Exercise aim: Count the lines below that contain the word "Result", and report only that number.

Data under study:
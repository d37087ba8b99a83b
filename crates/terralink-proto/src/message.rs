//! Typed protocol messages.
//!
//! One concrete variant per wire type, with fixed byte offsets matching
//! the classic game protocol. [`Message::parse`] recognizes the inbound
//! set a bridge client cares about; every other type byte parses to
//! [`Message::Unknown`] and is never an error, so newer servers keep
//! working. [`Message::to_frame`] encodes every variant.

use bytes::{BufMut, Bytes, BytesMut};

use crate::error::{ProtoError, Result};
use crate::frame::Frame;

/// Maximum chat line length the game client renders.
///
/// Longer relay text must be split by the caller before reaching
/// [`Message::Chat`].
pub const MAX_CHAT_LEN: usize = 80;

/// Offset of the player name within a player-appearance payload (the
/// slot byte plus 24 bytes of appearance data precede it).
const APPEARANCE_NAME_OFFSET: usize = 25;

/// Offsets within a world-information payload.
const WORLD_SPAWN_OFFSET: usize = 15;
const WORLD_NAME_OFFSET: usize = 36;

/// A decoded (or to-be-encoded) protocol message.
#[derive(Debug, Clone, PartialEq, Eq)]
pub enum Message {
    /// 0x01 — client hello carrying the protocol version string.
    ConnectRequest {
        /// Version string, e.g. `"Terraria71"`.
        version: String,
    },
    /// 0x02 — server is dropping the connection.
    Disconnect {
        /// Human-readable reason.
        reason: String,
    },
    /// 0x03 — server accepted the connection and assigned a player slot.
    ConnectionApproved {
        /// Assigned player slot.
        slot: u8,
    },
    /// 0x04 — player appearance, carrying the display name.
    PlayerAppearance {
        /// Player slot.
        slot: u8,
        /// Display name.
        name: String,
    },
    /// 0x05 — set one inventory slot.
    SetInventorySlot {
        /// Player slot.
        slot: u8,
        /// Inventory slot index.
        item_slot: u8,
        /// Stack size.
        stack: u8,
        /// Item prefix.
        prefix: u8,
        /// Item id.
        item: i16,
    },
    /// 0x06 — request world information.
    RequestWorldInfo,
    /// 0x07 — world information.
    WorldInfo {
        /// World spawn point in tile coordinates.
        spawn: (i32, i32),
        /// World name.
        world_name: String,
    },
    /// 0x08 — request tile data around a point; `(-1, -1)` asks for the
    /// initial section.
    RequestTileData {
        /// Tile X, or -1.
        x: i32,
        /// Tile Y, or -1.
        y: i32,
    },
    /// 0x09 — status bar text shown during world loading.
    StatusBarText {
        /// Remaining item count.
        count: i32,
        /// Status text.
        text: String,
    },
    /// 0x0C — spawn the player at the given coordinates.
    SpawnPlayer {
        /// Player slot.
        slot: u8,
        /// Spawn X.
        x: i32,
        /// Spawn Y.
        y: i32,
    },
    /// 0x10 — set player life; `0/0` doubles as the keep-alive.
    SetLife {
        /// Player slot.
        slot: u8,
        /// Current life.
        current: i32,
        /// Maximum life.
        max: i32,
    },
    /// 0x19 — chat line.
    Chat {
        /// Originating slot; 255 is a server-origin broadcast.
        slot: u8,
        /// RGB text color.
        color: (u8, u8, u8),
        /// Chat text.
        text: String,
    },
    /// 0x25 — server asks for the connection password.
    RequestPassword,
    /// 0x26 — password reply.
    SendPassword {
        /// Configured server password.
        password: String,
    },
    /// 0x2A — set player mana.
    SetMana {
        /// Player slot.
        slot: u8,
        /// Current mana.
        current: i32,
        /// Maximum mana.
        max: i32,
    },
    /// 0x31 — server signals the client may spawn.
    Spawn,
    /// 0x32 — set the ten player buff slots.
    SetBuffs {
        /// Buff ids, zero for empty.
        buffs: [u8; 10],
    },
    /// Any type byte outside the recognized inbound set.
    Unknown {
        /// Raw type byte.
        kind: u8,
        /// Raw payload, kept for tracing.
        payload: Bytes,
    },
}

fn require(payload: &[u8], need: usize, kind: &'static str) -> Result<()> {
    if payload.len() < need {
        return Err(ProtoError::Truncated {
            kind,
            len: payload.len(),
        });
    }
    Ok(())
}

fn i32_at(payload: &[u8], offset: usize) -> i32 {
    let mut raw = [0u8; 4];
    raw.copy_from_slice(&payload[offset..offset + 4]);
    i32::from_le_bytes(raw)
}

fn text_from(payload: &[u8], offset: usize) -> String {
    match payload.get(offset..) {
        Some(rest) => String::from_utf8_lossy(rest).into_owned(),
        None => String::new(),
    }
}

impl Message {
    /// The wire type byte for this message.
    pub fn kind(&self) -> u8 {
        match self {
            Self::ConnectRequest { .. } => 0x01,
            Self::Disconnect { .. } => 0x02,
            Self::ConnectionApproved { .. } => 0x03,
            Self::PlayerAppearance { .. } => 0x04,
            Self::SetInventorySlot { .. } => 0x05,
            Self::RequestWorldInfo => 0x06,
            Self::WorldInfo { .. } => 0x07,
            Self::RequestTileData { .. } => 0x08,
            Self::StatusBarText { .. } => 0x09,
            Self::SpawnPlayer { .. } => 0x0C,
            Self::SetLife { .. } => 0x10,
            Self::Chat { .. } => 0x19,
            Self::RequestPassword => 0x25,
            Self::SendPassword { .. } => 0x26,
            Self::SetMana { .. } => 0x2A,
            Self::Spawn => 0x31,
            Self::SetBuffs { .. } => 0x32,
            Self::Unknown { kind, .. } => *kind,
        }
    }

    /// Parse a complete frame into a typed message.
    ///
    /// Only the inbound set is recognized; other type bytes become
    /// [`Message::Unknown`]. A recognized frame whose payload is too
    /// short for its fixed-width fields is [`ProtoError::Truncated`].
    pub fn parse(frame: &Frame) -> Result<Self> {
        let p = &frame.payload[..];
        Ok(match frame.kind {
            0x02 => Self::Disconnect {
                reason: text_from(p, 0),
            },
            0x03 => {
                require(p, 1, "connection-approved")?;
                Self::ConnectionApproved { slot: p[0] }
            }
            0x04 => {
                require(p, 1, "player-appearance")?;
                Self::PlayerAppearance {
                    slot: p[0],
                    name: text_from(p, APPEARANCE_NAME_OFFSET),
                }
            }
            0x07 => {
                require(p, WORLD_SPAWN_OFFSET + 8, "world-information")?;
                Self::WorldInfo {
                    spawn: (
                        i32_at(p, WORLD_SPAWN_OFFSET),
                        i32_at(p, WORLD_SPAWN_OFFSET + 4),
                    ),
                    world_name: text_from(p, WORLD_NAME_OFFSET),
                }
            }
            0x09 => {
                require(p, 4, "statusbar-text")?;
                Self::StatusBarText {
                    count: i32_at(p, 0),
                    text: text_from(p, 4),
                }
            }
            0x19 => {
                require(p, 4, "chat")?;
                Self::Chat {
                    slot: p[0],
                    color: (p[1], p[2], p[3]),
                    text: text_from(p, 4),
                }
            }
            0x25 => Self::RequestPassword,
            0x31 => Self::Spawn,
            kind => Self::Unknown {
                kind,
                payload: frame.payload.clone(),
            },
        })
    }

    /// Encode this message into a frame.
    pub fn to_frame(&self) -> Frame {
        let mut body = BytesMut::new();
        match self {
            Self::ConnectRequest { version } => body.extend_from_slice(version.as_bytes()),
            Self::Disconnect { reason } => body.extend_from_slice(reason.as_bytes()),
            Self::ConnectionApproved { slot } => body.put_u8(*slot),
            Self::PlayerAppearance { slot, name } => {
                body.put_u8(*slot);
                body.extend_from_slice(&[0u8; APPEARANCE_NAME_OFFSET - 1]);
                body.extend_from_slice(name.as_bytes());
            }
            Self::SetInventorySlot {
                slot,
                item_slot,
                stack,
                prefix,
                item,
            } => {
                body.put_u8(*slot);
                body.put_u8(*item_slot);
                body.put_u8(*stack);
                body.put_u8(*prefix);
                body.put_i16_le(*item);
            }
            Self::RequestWorldInfo => {}
            Self::WorldInfo { spawn, world_name } => {
                body.extend_from_slice(&[0u8; WORLD_SPAWN_OFFSET]);
                body.put_i32_le(spawn.0);
                body.put_i32_le(spawn.1);
                body.extend_from_slice(&[0u8; WORLD_NAME_OFFSET - WORLD_SPAWN_OFFSET - 8]);
                body.extend_from_slice(world_name.as_bytes());
            }
            Self::RequestTileData { x, y } => {
                body.put_i32_le(*x);
                body.put_i32_le(*y);
            }
            Self::StatusBarText { count, text } => {
                body.put_i32_le(*count);
                body.extend_from_slice(text.as_bytes());
            }
            Self::SpawnPlayer { slot, x, y } => {
                body.put_u8(*slot);
                body.put_i32_le(*x);
                body.put_i32_le(*y);
            }
            Self::SetLife { slot, current, max } => {
                body.put_u8(*slot);
                body.put_i32_le(*current);
                body.put_i32_le(*max);
            }
            Self::Chat { slot, color, text } => {
                body.put_u8(*slot);
                body.put_u8(color.0);
                body.put_u8(color.1);
                body.put_u8(color.2);
                body.extend_from_slice(text.as_bytes());
            }
            Self::RequestPassword => {}
            Self::SendPassword { password } => body.extend_from_slice(password.as_bytes()),
            Self::SetMana { slot, current, max } => {
                body.put_u8(*slot);
                body.put_i32_le(*current);
                body.put_i32_le(*max);
            }
            Self::Spawn => {}
            Self::SetBuffs { buffs } => body.extend_from_slice(buffs),
            Self::Unknown { payload, .. } => body.extend_from_slice(payload),
        }
        Frame::new(self.kind(), body.freeze())
    }

    /// Encode this message straight to wire bytes.
    pub fn encode(&self) -> Bytes {
        self.to_frame().encode()
    }
}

Solution for this task: 3